On Tue Jul 11 12:27:08 2006, Kjetil Torgrim Homme wrote:

On Mon, 2006-07-10 at 00:02 +0200, Arnt Gulbrandsen wrote:
> Alexey Melnikov writes:
> > 3). Arnt has requested to allow for reject+redirect to be treated as > > just reject. I am not sure I like that. Opinions?
> > My reason:
> > If an implementation takes some trouble (e.g. using the postfix content > filter interface), it can evaluate some clauses of a sieve script based > only on the information in MAIL FROM and/or RCPT TO. After RCPT TO, > such an implementation may know that one clause in the script directs > the interpreter to reject the message, but it does not know whether > other actions are to be run, because other tests cannot yet be > evaluated.
>
> As I read the current draft, such an interpreter is not allowed to > reject the RCPT TO command, because it does not yet know whether the > script is valid: The script may also try to execute some action which > is incompatible with reject.

I don't think this is needed.

You may recall that I do not, and have never, implemented Sieve. I'm just an ex-sysadmin with a ManageSieve client implementation and a handful of Sieve scripts I use a lot, so you can feel a little justified in disagreeing with me, given that I merely keep half an eye on the discussion, and I admit to not reading the drafts much.

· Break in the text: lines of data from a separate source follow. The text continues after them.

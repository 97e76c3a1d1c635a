// src/ingest/providers/solides.rs
use async_trait::async_trait;
use chrono::NaiveDate;
use reqwest::Client;
use serde::Deserialize;
use serde_json::Value;
use std::collections::BTreeMap;

use super::{conclude, fetch_items, lenient_name, lenient_string, normalize_items};
use crate::config::HarvesterConfig;
use crate::ingest::date_part;
use crate::ingest::types::{JobProvider, JobRecord, QueryParams, SearchOutcome, Source};

#[derive(Debug, Deserialize)]
#[serde(rename_all = "camelCase")]
struct SolidesJob {
    #[serde(default, deserialize_with = "lenient_string")]
    title: Option<String>,
    #[serde(default, deserialize_with = "lenient_string")]
    company_name: Option<String>,
    #[serde(default, deserialize_with = "lenient_string")]
    created_at: Option<String>,
    #[serde(default, deserialize_with = "lenient_string")]
    job_type: Option<String>,
    // Solides may send no city or state object at all.
    #[serde(default, deserialize_with = "lenient_name")]
    city: Option<String>,
    #[serde(default, deserialize_with = "lenient_name")]
    state: Option<String>,
    #[serde(default, deserialize_with = "lenient_string")]
    redirect_link: Option<String>,
}

impl From<SolidesJob> for JobRecord {
    fn from(j: SolidesJob) -> Self {
        JobRecord {
            name: j.title,
            organization_name: j.company_name,
            published_date: date_part(j.created_at.as_deref()),
            workplace_type: j.job_type,
            city: j.city,
            state: j.state,
            job_url: j.redirect_link,
        }
    }
}

/// English work mode -> Solides vocabulary. Unknown values pass through.
pub fn map_workplace_type(mode: &str) -> &str {
    match mode {
        "on-site" => "presencial",
        "hybrid" => "hibrido",
        "remote" => "remoto",
        other => other,
    }
}

/// `"A, B"` + `"Paraná"` -> `"A - PR B - PR"`. States missing from the table
/// keep their full name.
pub fn compose_locations(cities: &str, state: &str, table: &BTreeMap<String, String>) -> String {
    let abbr = table.get(state).map(String::as_str).unwrap_or(state);
    cities
        .split(',')
        .map(|city| format!("{} - {}", city.trim(), abbr))
        .collect::<Vec<_>>()
        .join(" ")
}

/// Solides vacancy portal search. Results live at `data.data`.
pub struct SolidesProvider {
    client: Client,
    url: String,
    page: u32,
    take: u32,
    state_abbreviations: BTreeMap<String, String>,
}

impl SolidesProvider {
    pub fn new(client: Client, url: impl Into<String>) -> Self {
        let defaults = HarvesterConfig::default();
        Self {
            client,
            url: url.into(),
            page: defaults.solides_page,
            take: defaults.solides_take,
            state_abbreviations: defaults.state_abbreviations,
        }
    }

    pub fn from_config(client: Client, cfg: &HarvesterConfig) -> Self {
        Self {
            client,
            url: cfg.solides_url.clone(),
            page: cfg.solides_page,
            take: cfg.solides_take,
            state_abbreviations: cfg.state_abbreviations.clone(),
        }
    }

    pub fn with_state_abbreviations(mut self, table: BTreeMap<String, String>) -> Self {
        self.state_abbreviations = table;
        self
    }

    pub fn request_params(&self, params: &QueryParams) -> Vec<(&'static str, String)> {
        let mut q = vec![
            ("page", self.page.to_string()),
            ("title", params.job_name.clone()),
            ("take", self.take.to_string()),
        ];
        if let (Some(cities), Some(state)) = (&params.city, &params.state) {
            if !cities.is_empty() && !state.is_empty() {
                let locations = compose_locations(cities, state, &self.state_abbreviations);
                q.push(("locations", locations));
            }
        }
        if let Some(mode) = &params.workplace_type {
            q.push(("jobsType", map_workplace_type(mode).to_string()));
        }
        q
    }

    /// Map raw items; todayOnly checks the raw `createdAt`.
    pub fn normalize(items: Vec<Value>, today_only: bool, today: NaiveDate) -> Vec<JobRecord> {
        normalize_items(
            Source::Solides,
            items,
            today_only,
            today,
            |j: &SolidesJob| j.created_at.as_deref(),
            JobRecord::from,
        )
    }
}

#[async_trait]
impl JobProvider for SolidesProvider {
    fn source(&self) -> Source {
        Source::Solides
    }

    async fn search(&self, params: &QueryParams, today: NaiveDate) -> SearchOutcome {
        let query = self.request_params(params);
        let fetched =
            fetch_items(&self.client, &self.url, &query, Source::Solides, "/data/data").await;
        let records = fetched.map(|items| Self::normalize(items, params.today_only, today));
        conclude(Source::Solides, records)
    }
}

#[cfg(test)]
mod tests {
    use super::*;
    use serde_json::json;

    fn provider() -> SolidesProvider {
        SolidesProvider::new(Client::new(), "http://localhost/unused")
    }

    #[test]
    fn workplace_mapping_known_and_unknown() {
        assert_eq!(map_workplace_type("on-site"), "presencial");
        assert_eq!(map_workplace_type("hybrid"), "hibrido");
        assert_eq!(map_workplace_type("remote"), "remoto");
        assert_eq!(map_workplace_type("freelance"), "freelance");
        // Already-native values stay put.
        assert_eq!(map_workplace_type(map_workplace_type("remote")), "remoto");
    }

    #[test]
    fn locations_abbreviate_known_states_only() {
        let table = HarvesterConfig::default().state_abbreviations;
        assert_eq!(
            compose_locations("Curitiba, São José dos Pinhais", "Paraná", &table),
            "Curitiba - PR São José dos Pinhais - PR"
        );
        assert_eq!(
            compose_locations("Springfield", "Nowhere State", &table),
            "Springfield - Nowhere State"
        );
    }

    #[test]
    fn params_need_both_city_and_state_for_locations() {
        let p = provider();
        let q = p.request_params(&QueryParams::new("dev").located("Curitiba", "Paraná"));
        assert_eq!(
            q,
            vec![
                ("page", "1".to_string()),
                ("title", "dev".to_string()),
                ("take", "20".to_string()),
                ("locations", "Curitiba - PR".to_string()),
            ]
        );

        let mut only_city = QueryParams::new("dev");
        only_city.city = Some("Curitiba".into());
        let q = p.request_params(&only_city);
        assert!(q.iter().all(|(k, _)| *k != "locations"));

        let q = p.request_params(&QueryParams::new("dev").workplace("remote"));
        assert!(q.contains(&("jobsType", "remoto".to_string())));
    }

    #[test]
    fn custom_state_table_drives_locations() {
        let table = BTreeMap::from([("Paraná".to_string(), "PR-X".to_string())]);
        let p = provider().with_state_abbreviations(table);
        let q = p.request_params(&QueryParams::new("dev").located("Curitiba", "Paraná"));
        assert!(q.contains(&("locations", "Curitiba - PR-X".to_string())));

        let q = p.request_params(&QueryParams::new("dev").located("Recife", "Pernambuco"));
        assert!(q.contains(&("locations", "Recife - Pernambuco".to_string())));
    }

    #[test]
    fn non_object_items_are_skipped() {
        let items = vec![json!(["Dev", "ACME"]), json!(null), json!({"title": "QA"})];
        let today = NaiveDate::from_ymd_opt(2024, 5, 2).unwrap();
        let out = SolidesProvider::normalize(items, false, today);
        assert_eq!(out.len(), 1);
        assert_eq!(out[0].name.as_deref(), Some("QA"));
    }

    #[test]
    fn nested_city_and_state_are_flattened() {
        let items = vec![
            json!({
                "title": "Dev Rust",
                "companyName": "Tabajara",
                "createdAt": "2024-05-02T12:00:00.000Z",
                "jobType": "remoto",
                "city": {"name": "Curitiba", "id": 1},
                "state": {"name": "Paraná", "code": "PR"},
                "redirectLink": "https://vagas.solides.com.br/1"
            }),
            json!({
                "title": "QA",
                "createdAt": "2024-05-01T12:00:00.000Z",
                "city": null,
                "state": {"name": "Paraná"}
            }),
        ];
        let today = NaiveDate::from_ymd_opt(2024, 5, 2).unwrap();
        let out = SolidesProvider::normalize(items.clone(), false, today);
        assert_eq!(out.len(), 2);
        assert_eq!(out[0].organization_name.as_deref(), Some("Tabajara"));
        assert_eq!(out[0].city.as_deref(), Some("Curitiba"));
        assert_eq!(out[0].published_date.as_deref(), Some("2024-05-02"));
        assert_eq!(out[1].city, None);
        assert_eq!(out[1].state.as_deref(), Some("Paraná"));

        let fresh = SolidesProvider::normalize(items, true, today);
        assert_eq!(fresh.len(), 1);
        assert_eq!(fresh[0].name.as_deref(), Some("Dev Rust"));
    }
}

But I think this is really needed.

Otherwise, you're telling users to write their Sieve filters in a manner which is beneficial for optimization on the server. This ain't gonna happen, as they say.

Basically, if a sysadmin wants to reject the maximal amount of messages before accepting the DATA - this being a sensible and desirable thing to do - Arnt's suggestion allows the sysadmin to select an implementation and/or suitable options which allows this to happen, in the case where the user or sieve generator has chosen to reject the message. All the tweaks required to change the server behaviour are purely on the server-side. And you argue in another message that rejection at RCPT stage is more likely to stop spammers, too, so I'm sure you agree that this is the desirable state.

Your suggestion means that for best performance, a very careful choice of Sieve generator and server implementation is required. Bear in mind that one of the more common Sieve generators is the user - I know plenty of sysadmins who'd argue for more choice in their users, but I can't see this happening. Whilst your proposal is certainly bending the rules less, I don't think it's providing any benefit aside from purism.

To put it another way, I'm perfectly happy for some actions to have an implicit stop as a side-effect. In fact, until I skimmed this thread, I sort of assumed that reject *did* have an implicit stop - maybe it just sounds like a final decision.

Dave.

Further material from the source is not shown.